New research by Trinity’s Felix Hofmann uses a new X-ray microscopy technique to examine nano-scale defects that can lead to material degradation in fusion reactors.

Fusion power promises an almost limitless, low carbon energy supply, which can help meet growing energy demands without contributing to the climate crisis. Fusion reactors will require protective armour inside the reactor vessel; these armour components will be exposed to extreme temperatures, very high heat flux and intense bombardment with ions and neutrons when in use. The neutron irradiation causes defects to form in the structure of reactor materials, which can dramatically degrade the properties of armour components. 

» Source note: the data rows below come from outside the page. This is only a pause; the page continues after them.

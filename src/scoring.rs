//! Trait scoring: fixed linear formulas over named features, clamped to
//! [0, 100] and rounded to one decimal.
//!
//! Some terms use unbounded magnitudes (`avg_sentence_len`) next to
//! percentage-bounded ones. The final clamp absorbs the difference; the
//! formulas are kept exactly as calibrated.

use crate::features::{Feature, NEUTRAL_ANSWER, names};
use serde::{Deserialize, Serialize};
use std::collections::HashMap;

pub const SCORE_MIN: f64 = 0.0;
pub const SCORE_MAX: f64 = 100.0;

/// Big-Five style trait proxies (non-diagnostic)
#[derive(Debug, Clone, Copy, PartialEq, Serialize, Deserialize)]
pub struct BigFive {
    pub openness: f64,
    pub conscientiousness: f64,
    pub extraversion: f64,
    pub agreeableness: f64,
    pub neuroticism: f64,
}

/// Communication-style signals
#[derive(Debug, Clone, Copy, PartialEq, Serialize, Deserialize)]
pub struct StyleSignals {
    pub intensity: f64,
    pub systems_thinking: f64,
    pub ambiguity_tolerance: f64,
}

#[derive(Debug, Clone, Copy, PartialEq, Serialize, Deserialize)]
pub struct Scores {
    pub big_five: BigFive,
    pub style_signals: StyleSignals,
}

/// Names every scored quantity, so rule tables can refer to them as data.
#[derive(Debug, Clone, Copy, PartialEq, Eq, Hash, Serialize, Deserialize)]
#[serde(rename_all = "snake_case")]
pub enum Signal {
    Openness,
    Conscientiousness,
    Extraversion,
    Agreeableness,
    Neuroticism,
    Intensity,
    SystemsThinking,
    AmbiguityTolerance,
}

impl Signal {
    pub const ALL: [Signal; 8] = [
        Signal::Openness,
        Signal::Conscientiousness,
        Signal::Extraversion,
        Signal::Agreeableness,
        Signal::Neuroticism,
        Signal::Intensity,
        Signal::SystemsThinking,
        Signal::AmbiguityTolerance,
    ];

    pub fn as_str(&self) -> &'static str {
        match self {
            Signal::Openness => "openness",
            Signal::Conscientiousness => "conscientiousness",
            Signal::Extraversion => "extraversion",
            Signal::Agreeableness => "agreeableness",
            Signal::Neuroticism => "neuroticism",
            Signal::Intensity => "intensity",
            Signal::SystemsThinking => "systems_thinking",
            Signal::AmbiguityTolerance => "ambiguity_tolerance",
        }
    }
}

impl Scores {
    pub fn get(&self, signal: Signal) -> f64 {
        match signal {
            Signal::Openness => self.big_five.openness,
            Signal::Conscientiousness => self.big_five.conscientiousness,
            Signal::Extraversion => self.big_five.extraversion,
            Signal::Agreeableness => self.big_five.agreeableness,
            Signal::Neuroticism => self.big_five.neuroticism,
            Signal::Intensity => self.style_signals.intensity,
            Signal::SystemsThinking => self.style_signals.systems_thinking,
            Signal::AmbiguityTolerance => self.style_signals.ambiguity_tolerance,
        }
    }
}

/// `max(0, min(100, x))`. A NaN input lands on the upper bound rather than
/// escaping the range.
pub fn clamp_score(x: f64) -> f64 {
    SCORE_MIN.max(SCORE_MAX.min(x))
}

/// Round to `places` decimals, ties to even, judged on the exact binary
/// value of `x` (so `40.45`, stored just above the tie, goes up).
pub fn round_to(x: f64, places: i32) -> f64 {
    let factor = 10f64.powi(places);
    let scaled = x * factor;
    // exact error of the product; decides ties the multiplication created
    let residual = x.mul_add(factor, -scaled);
    let rounded = if (scaled - scaled.trunc()).abs() == 0.5 && residual != 0.0 {
        if residual > 0.0 {
            scaled.ceil()
        } else {
            scaled.floor()
        }
    } else {
        scaled.round_ties_even()
    };
    rounded / factor
}

fn finish(x: f64) -> f64 {
    round_to(clamp_score(x), 1)
}

/// Name-indexed view over a feature list with per-term defaults
struct FeatureView<'a> {
    values: HashMap<&'a str, f64>,
}

impl<'a> FeatureView<'a> {
    fn new(features: &'a [Feature]) -> Self {
        Self {
            values: features
                .iter()
                .map(|f| (f.name.as_str(), f.value))
                .collect(),
        }
    }

    /// Text-derived feature; absent means 0
    fn text(&self, name: &str) -> f64 {
        self.values.get(name).copied().unwrap_or(0.0)
    }

    /// Survey-derived feature, centred on the neutral answer; absent means 0
    fn survey_offset(&self, name: &str) -> f64 {
        self.values.get(name).copied().unwrap_or(NEUTRAL_ANSWER) - NEUTRAL_ANSWER
    }
}

/// Map extracted features to trait proxies and style signals.
pub fn score_traits(features: &[Feature]) -> Scores {
    let f = FeatureView::new(features);

    let openness = 40.0
        + 6.0 * f.text(names::CREATIVE_RATE)
        + 8.0 * f.survey_offset(names::SURVEY_NOVELTY)
        + 0.2 * f.text(names::AVG_SENTENCE_LEN);
    let conscientiousness = 45.0
        + 10.0 * f.survey_offset(names::SURVEY_STRUCTURE)
        + 2.0 * (1.5 - f.text(names::PUNCT_DENSITY) / 10.0);
    let extraversion = 40.0
        + 10.0 * f.survey_offset(names::SURVEY_SOCIAL)
        + 2.0 * f.text(names::CAPS_RATIO) / 10.0;
    let agreeableness =
        50.0 + 3.0 * f.text(names::MODAL_RATE) - 2.0 * f.text(names::CERTAINTY_RATE);
    let neuroticism = 45.0
        + 8.0 * f.survey_offset(names::SURVEY_SENSITIVITY)
        + 2.0 * f.text(names::EMOTION_RATE);

    let intensity = 30.0
        + 12.0 * f.text(names::INTENSIFIER_RATE)
        + 4.0 * f.text(names::CAPS_RATIO) / 10.0
        + 8.0 * f.survey_offset(names::SURVEY_FOCUS);
    let systems_thinking =
        35.0 + 10.0 * f.text(names::TECHNICAL_RATE) + 4.0 * f.text(names::AVG_SENTENCE_LEN);
    let ambiguity_tolerance =
        50.0 + 4.0 * f.text(names::MODAL_RATE) - 4.0 * f.text(names::CERTAINTY_RATE);

    let scores = Scores {
        big_five: BigFive {
            openness: finish(openness),
            conscientiousness: finish(conscientiousness),
            extraversion: finish(extraversion),
            agreeableness: finish(agreeableness),
            neuroticism: finish(neuroticism),
        },
        style_signals: StyleSignals {
            intensity: finish(intensity),
            systems_thinking: finish(systems_thinking),
            ambiguity_tolerance: finish(ambiguity_tolerance),
        },
    };
    tracing::trace!(?scores, "scored traits");
    scores
}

Unfortunately, most of these defects are too small to be seen using electron microscopy, the main method for observing material defects as small as a few atoms. But using X-ray beamline technology at the European Synchrotron Radiation Facility (ESRF), an international team of researchers including Felix Hofmann and colleagues have developed a new microscopy technique that allows the probing of these tiny imperfections at the scale of 1 billionth of a metre. The key result is that, for the first time, the new reconstruction approach allows taking imperfections of the illuminating X-ray beam into account and enables researchers to see more than ever before.

The authors applied this new microscopy technique, called Bragg Ptychography, to tungsten, the front runner material for fusion reactor armour. This allowed them to image in 3D the complex lattice distortions caused by helium injected into the lattice, which mimics the damage expected to form in armour components during fusion reactor operation.

Professor Hofmann notes, ‘Using Bragg Ptychography has finally allowed us to actually view in 3D how atomic scale crystal defects caused by helium ion irradiation are distributed within the tungsten matrix. Remarkably we found that fewer defects exist near grain boundaries, suggesting that perhaps nano-structured materials may offer better radiation resistance.

‘The 3D resolution of this technique has also uniquely enabled us to exclude unwanted artefacts at sample surfaces that are caused by sample preparation from our analysis. This is very important as it really allows us to pin down what defects are caused by the helium exposure. These new insights are key to developing new strategies for designing the next generation of radiation damage resistant materials.’

The research team included academics from Institut Fresnel, the Diamond Light Source, the Paul Scherrer Institute and the University of Oxford’s Department of Engineering.